ACTIVITY ->
When you reach the line containing "Some(token) if !token.trim().is_empty()", stop after it; until then, copy each line of the listing exactly, starting with the first.
Start of ENTRIES SUPPLIED
pub mod access;
pub mod filter;
pub mod principal;
pub mod token;

pub use access::{AccessLayer, AccessPolicy};
pub use filter::AuthFilterLayer;
pub use principal::{Authentication, Principal};
pub use token::{TokenError, TokenService};
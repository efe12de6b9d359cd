//! Per-request authentication filter.
//!
//! Runs once per request, ahead of the access rules. It turns an
//! `Authorization: Bearer <token>` header into an [`Authentication`] value in
//! the request's extensions and always passes the request on; rejecting
//! anonymous callers is the access layer's job.

use std::sync::Arc;
use std::task::{Context, Poll};

use hyper::Request;
use hyper::header::{AUTHORIZATION, HeaderMap};
use tower::{Layer, Service};
use tracing::{debug, warn};

use super::principal::{Authentication, Principal};
use super::token::TokenService;

const BEARER_PREFIX: &str = "Bearer ";

/// Extract bearer token from Authorization header
/// Format: "Authorization: Bearer <token>"
pub fn extract_bearer_token(headers: &HeaderMap) -> Option<String> {
    let value = headers.get(AUTHORIZATION)?.to_str().ok()?;

    match value.strip_prefix(BEARER_PREFIX) {
        Some(token) if !token.trim().is_empty() => {
            debug!("Bearer token extracted");
            Some(token.trim().to_string())
        }
        _ => {
            debug!("Authorization header without a Bearer token");
            None
        }
    }
}

/// Derive the authentication state for one request.
///
/// A missing, malformed, forged or expired token leaves the request
/// anonymous. Token errors are never surfaced from here.
pub fn authenticate(tokens: &TokenService, headers: &HeaderMap) -> Authentication {
    let Some(token) = extract_bearer_token(headers) else {
        return Authentication::Anonymous;
    };

    match tokens.valid_claims(&token) {
        Some(claims) => {
            debug!("Authenticated {} with {:?}", claims.sub, claims.roles);
            Authentication::Authenticated(Principal::new(claims.sub, claims.roles))
        }
        None => {
            warn!("Rejected bearer token; continuing as anonymous");
            Authentication::Anonymous
        }
    }
}

/// Tower layer that runs [`authenticate`] on every request.
#[derive(Clone)]
pub struct AuthFilterLayer {
    tokens: Arc<TokenService>,
}

impl AuthFilterLayer {
    pub fn new(tokens: Arc<TokenService>) -> Self {
        Self { tokens }
    }
}

impl<S> Layer<S> for AuthFilterLayer {
    type Service = AuthFilterService<S>;

    fn layer(&self, inner: S) -> Self::Service {
        AuthFilterService {
            inner,
            tokens: self.tokens.clone(),
        }
    }
}

#[derive(Clone)]
pub struct AuthFilterService<S> {
    inner: S,
    tokens: Arc<TokenService>,
}

impl<S, ReqBody> Service<Request<ReqBody>> for AuthFilterService<S>
where
    S: Service<Request<ReqBody>>,
{
    type Response = S::Response;
    type Error = S::Error;
    type Future = S::Future;

    fn poll_ready(&mut self, cx: &mut Context<'_>) -> Poll<Result<(), Self::Error>> {
        self.inner.poll_ready(cx)
    }

    fn call(&mut self, mut req: Request<ReqBody>) -> Self::Future {
        let authentication = authenticate(&self.tokens, req.headers());
        // Overwrites anything a caller may have smuggled in.
        req.extensions_mut().insert(authentication);
        self.inner.call(req)
    }
}

#[cfg(test)]
mod tests {
    use super::*;
    use hyper::header::HeaderValue;
    use std::convert::Infallible;
    use tower::ServiceExt;

    fn tokens() -> Arc<TokenService> {
        Arc::new(TokenService::new(&[9u8; 32], 259_200).unwrap())
    }

    fn headers_with(value: &str) -> HeaderMap {
        let mut headers = HeaderMap::new();
        headers.insert(AUTHORIZATION, HeaderValue::from_str(value).unwrap());
        headers
    }

    #[test]
    fn bearer_prefix_is_stripped() {
        assert_eq!(
            extract_bearer_token(&headers_with("Bearer abc.def.ghi")).as_deref(),
            Some("abc.def.ghi")
        );
    }

    #[test]
    fn header_without_bearer_yields_nothing() {
        assert!(extract_bearer_token(&headers_with("abc.def.ghi")).is_none());
    }

    #[test]
    fn missing_header_yields_nothing() {
        assert!(extract_bearer_token(&HeaderMap::new()).is_none());
    }

    #[test]
    fn bearer_must_lead_the_header() {
        assert!(extract_bearer_token(&headers_with("Token Bearer abc")).is_none());
        assert!(extract_bearer_token(&headers_with("bearer abc")).is_none());
    }

    #[test]
    fn empty_bearer_yields_nothing() {
        assert!(extract_bearer_token(&headers_with("Bearer   ")).is_none());
    }

    #[test]
    fn valid_token_produces_principal() {
        let tokens = tokens();
        let token = tokens.issue("ann@example.com", &["ADMIN"]).unwrap();
        let auth = authenticate(&tokens, &headers_with(&format!("Bearer {}", token)));

        let principal = auth.principal().expect("principal");
        assert_eq!(principal.email(), "ann@example.com");
        assert_eq!(principal.authorities(), ["ROLE_ADMIN".to_string()]);
    }

    #[test]
    fn forged_token_stays_anonymous() {
        let other = TokenService::new(&[1u8; 32], 259_200).unwrap();
        let token = other.issue("ann@example.com", &["ADMIN"]).unwrap();
        let auth = authenticate(&tokens(), &headers_with(&format!("Bearer {}", token)));
        assert_eq!(auth, Authentication::Anonymous);
    }

    #[test]
    fn expired_token_stays_anonymous() {
        let tokens = tokens();
        let token = tokens.issue_at("ann@example.com", &["ADMIN"], 1_000).unwrap();
        let auth = authenticate(&tokens, &headers_with(&format!("Bearer {}", token)));
        assert_eq!(auth, Authentication::Anonymous);
    }

    #[test]
    fn blank_subject_stays_anonymous() {
        let tokens = tokens();
        let token = tokens.issue("", &["ADMIN"]).unwrap();
        let auth = authenticate(&tokens, &headers_with(&format!("Bearer {}", token)));
        assert_eq!(auth, Authentication::Anonymous);
    }

    #[tokio::test]
    async fn layer_scopes_state_to_each_request() {
        let tokens = tokens();
        let token = tokens.issue("ann@example.com", &["USER"]).unwrap();

        let echo = tower::service_fn(|req: Request<()>| async move {
            Ok::<_, Infallible>(Authentication::of(req.extensions()))
        });
        let svc = AuthFilterLayer::new(tokens).layer(echo);

        let authed = Request::builder()
            .header(AUTHORIZATION, format!("Bearer {}", token))
            .body(())
            .unwrap();
        assert!(svc.clone().oneshot(authed).await.unwrap().is_authenticated());

        let anonymous = Request::builder().body(()).unwrap();
        assert_eq!(
            svc.clone().oneshot(anonymous).await.unwrap(),
            Authentication::Anonymous
        );
    }

    #[tokio::test]
    async fn smuggled_extension_is_replaced() {
        let echo = tower::service_fn(|req: Request<()>| async move {
            Ok::<_, Infallible>(Authentication::of(req.extensions()))
        });
        let svc = AuthFilterLayer::new(tokens()).layer(echo);

        let mut req = Request::builder().body(()).unwrap();
        req.extensions_mut()
            .insert(Authentication::Authenticated(Principal::new(
                "fake@example.com".into(),
                vec!["ROLE_ADMIN".into()],
            )));

        assert_eq!(svc.oneshot(req).await.unwrap(), Authentication::Anonymous);
    }
}
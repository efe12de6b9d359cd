pub mod login;
pub mod register;

pub use login::handle_login;
pub use register::handle_register;
/// Integration-level tests for the `shared` crate.
///
/// Each section tests one module; unit tests that are tightly coupled to
/// private helpers live inside the modules themselves (see `#[cfg(test)]`
/// blocks in `jwt.rs`, `role.rs` and `server_config.rs`).
// ---------------------------------------------------------------------------
// Session claims
// ---------------------------------------------------------------------------
#[cfg(test)]
mod jwt_tests {
    use shared::types::*;

    fn sample_claims() -> SessionClaims {
        SessionClaims::new("alice@example.com", ["USER"], 1_700_000_000, 259_200)
    }

    #[test]
    fn claims_json_contains_expected_keys() {
        let json = serde_json::to_value(sample_claims()).unwrap();
        for key in &["sub", "roles", "iat", "exp"] {
            assert!(json.get(key).is_some(), "missing key: {}", key);
        }
    }

    #[test]
    fn roles_serialize_as_prefixed_strings() {
        let json = serde_json::to_value(sample_claims()).unwrap();
        assert_eq!(json["roles"], serde_json::json!(["ROLE_USER"]));
    }

    #[test]
    fn missing_roles_claim_deserializes_as_empty() {
        let json = r#"{"sub":"a@b.io","iat":1,"exp":2}"#;
        let c: SessionClaims = serde_json::from_str(json).unwrap();
        assert!(c.roles.is_empty());
    }

    #[test]
    fn blank_subject_counts_as_empty() {
        let mut c = sample_claims();
        c.sub = "   ".into();
        assert!(c.is_empty());
    }
}

// ---------------------------------------------------------------------------
// Roles
// ---------------------------------------------------------------------------

#[cfg(test)]
mod role_tests {
    use shared::types::*;

    #[test]
    fn role_serializes_upper_case() {
        assert_eq!(serde_json::to_value(Role::Admin).unwrap(), "ADMIN");
    }

    #[test]
    fn unknown_role_message_names_the_input() {
        let err = "ROOT".parse::<Role>().unwrap_err();
        assert!(err.to_string().contains("ROOT"));
    }
}

// ---------------------------------------------------------------------------
// Login / register types
// ---------------------------------------------------------------------------

#[cfg(test)]
mod request_tests {
    use shared::types::*;

    #[test]
    fn login_data_deserializes() {
        let json = r#"{"email":"bob@example.com","password":"pass123"}"#;
        let d: LoginData = serde_json::from_str(json).unwrap();
        assert_eq!(d.email, "bob@example.com");
        assert_eq!(d.password, "pass123");
    }

    #[test]
    fn login_data_debug_redacts_password() {
        let json = r#"{"email":"bob@example.com","password":"hunter22"}"#;
        let d: LoginData = serde_json::from_str(json).unwrap();
        assert!(!format!("{:?}", d).contains("hunter22"));
    }

    #[test]
    fn registration_roles_default_to_empty() {
        let json = r#"{"email":"bob@example.com","password":"x"}"#;
        let d: RegistrationData = serde_json::from_str(json).unwrap();
        assert!(d.roles.is_empty());
    }

    #[test]
    fn registration_keeps_raw_role_names() {
        let json = r#"{"email":"b@e.com","password":"x","roles":["ADMIN","nope"]}"#;
        let d: RegistrationData = serde_json::from_str(json).unwrap();
        assert_eq!(d.roles, vec!["ADMIN", "nope"]);
    }

    #[test]
    fn token_response_serializes_token_field() {
        let json = serde_json::to_value(TokenResponse {
            token: "a.b.c".into(),
        })
        .unwrap();
        assert_eq!(json["token"], "a.b.c");
    }

    #[test]
    fn user_view_has_no_password_field() {
        let v = UserView {
            id: 7,
            email: "x@y.io".into(),
            roles: vec![Role::User],
        };
        let json = serde_json::to_value(&v).unwrap();
        assert!(json.get("password").is_none());
        assert_eq!(json["roles"], serde_json::json!(["USER"]));
    }
}

// ---------------------------------------------------------------------------
// Error response
// ---------------------------------------------------------------------------

#[cfg(test)]
mod error_response_tests {
    use shared::types::ErrorResponse;

    #[test]
    fn optional_fields_are_omitted_when_unset() {
        let json = serde_json::to_value(ErrorResponse::new("NOT_FOUND", "gone")).unwrap();
        assert_eq!(json["status"], "error");
        assert!(json.get("path").is_none());
        assert!(json.get("timestamp").is_none());
    }

    #[test]
    fn path_is_included_when_set() {
        let r = ErrorResponse::new("NOT_FOUND", "gone").with_path("/user/9");
        let json = serde_json::to_value(r).unwrap();
        assert_eq!(json["path"], "/user/9");
    }
}

// ---------------------------------------------------------------------------
// Config loading
// ---------------------------------------------------------------------------

#[cfg(test)]
mod config_tests {
    use std::io::Write;

    use shared::config::{load_config, parse_config};

    // 32 zero bytes, base64-encoded.
    const KEY: &str = "AAAAAAAAAAAAAAAAAAAAAAAAAAAAAAAAAAAAAAAAAAA=";

    #[test]
    fn minimal_file_fills_defaults() {
        let cfg = parse_config(&format!("[auth]\nsecret_key = \"{}\"\n", KEY)).unwrap();
        assert_eq!(cfg.server.addr(), "127.0.0.1:8080");
        assert_eq!(cfg.auth.token_ttl_secs, 259_200);
        assert_eq!(cfg.log.level, "info");
    }

    #[test]
    fn empty_file_is_rejected() {
        assert!(parse_config("   \n").is_err());
    }

    #[test]
    fn zero_ttl_is_rejected() {
        let toml = format!("[auth]\nsecret_key = \"{}\"\ntoken_ttl_secs = 0\n", KEY);
        let err = parse_config(&toml).unwrap_err();
        assert!(err.to_string().contains("token_ttl_secs"));
    }

    #[test]
    fn load_config_reads_from_disk() {
        let mut file = tempfile::NamedTempFile::new().unwrap();
        writeln!(
            file,
            "[server]\nport = 9090\n\n[auth]\nsecret_key = \"{}\"",
            KEY
        )
        .unwrap();

        let cfg = load_config(file.path().to_str().unwrap()).unwrap();
        assert_eq!(cfg.server.port, 9090);
    }

    #[test]
    fn missing_file_is_an_io_error() {
        assert!(load_config("/definitely/not/here.toml").is_err());
    }
}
End of ENTRIES SUPPLIED
ANSWER TO THIS EXERCISE ->
pub mod access;
pub mod filter;
pub mod principal;
pub mod token;

pub use access::{AccessLayer, AccessPolicy};
pub use filter::AuthFilterLayer;
pub use principal::{Authentication, Principal};
pub use token::{TokenError, TokenService};
repository efe12de6b9d359cd
//! Per-request authentication filter.
//!
//! Runs once per request, ahead of the access rules. It turns an
//! `Authorization: Bearer <token>` header into an [`Authentication`] value in
//! the request's extensions and always passes the request on; rejecting
//! anonymous callers is the access layer's job.

use std::sync::Arc;
use std::task::{Context, Poll};

use hyper::Request;
use hyper::header::{AUTHORIZATION, HeaderMap};
use tower::{Layer, Service};
use tracing::{debug, warn};

use super::principal::{Authentication, Principal};
use super::token::TokenService;

const BEARER_PREFIX: &str = "Bearer ";

/// Extract bearer token from Authorization header
/// Format: "Authorization: Bearer <token>"
pub fn extract_bearer_token(headers: &HeaderMap) -> Option<String> {
    let value = headers.get(AUTHORIZATION)?.to_str().ok()?;

    match value.strip_prefix(BEARER_PREFIX) {
        Some(token) if !token.trim().is_empty() => {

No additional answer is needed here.